• [REQUIRED ACTION]:
An exact transcript of the records is what this task asks for.

[Records drawn from a dataset]
——

use super::Customers;
use sea_orm_migration::prelude::*;

#[derive(DeriveMigrationName)]
pub struct Migration;

#[async_trait::async_trait]
impl MigrationTrait for Migration {
    async fn up(&self, manager: &SchemaManager) -> Result<(), DbErr> {
        manager
            .create_table(
                Table::create()
                    .table(Customers::Table)
                    .if_not_exists()
                    .col(
                        ColumnDef::new(Customers::Id)
                            .uuid()
                            .not_null()
                            .primary_key(),
                    )
                    .col(
                        ColumnDef::new(Customers::Email)
                            .string()
                            .not_null()
                            .unique_key(),
                    )
                    .col(ColumnDef::new(Customers::Plan).string().not_null())
                    .col(
                        ColumnDef::new(Customers::CreatedAt)
                            .timestamp_with_time_zone()
                            .not_null(),
                    )
                    .to_owned(),
            )
            .await
    }

    async fn down(&self, manager: &SchemaManager) -> Result<(), DbErr> {
        manager
            .drop_table(Table::drop().table(Customers::Table).to_owned())
            .await
    }
}
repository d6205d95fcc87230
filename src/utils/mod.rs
pub mod request_id;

——

• [WRITTEN ANSWER]:
use super::Customers;
use sea_orm_migration::prelude::*;

#[derive(DeriveMigrationName)]
pub struct Migration;

#[async_trait::async_trait]
impl MigrationTrait for Migration {
    async fn up(&self, manager: &SchemaManager) -> Result<(), DbErr> {
        manager
            .create_table(
                Table::create()
                    .table(Customers::Table)
                    .if_not_exists()
                    .col(
                        ColumnDef::new(Customers::Id)
                            .uuid()
                            .not_null()
                            .primary_key(),
                    )
                    .col(
                        ColumnDef::new(Customers::Email)
                            .string()
                            .not_null()
                            .unique_key(),
                    )
                    .col(ColumnDef::new(Customers::Plan).string().not_null())
                    .col(
                        ColumnDef::new(Customers::CreatedAt)
                            .timestamp_with_time_zone()
                            .not_null(),
                    )
                    .to_owned(),
            )
            .await
    }

    async fn down(&self, manager: &SchemaManager) -> Result<(), DbErr> {
        manager
            .drop_table(Table::drop().table(Customers::Table).to_owned())
            .await
    }
}
repository d6205d95fcc87230
filename src/utils/mod.rs
pub mod request_id;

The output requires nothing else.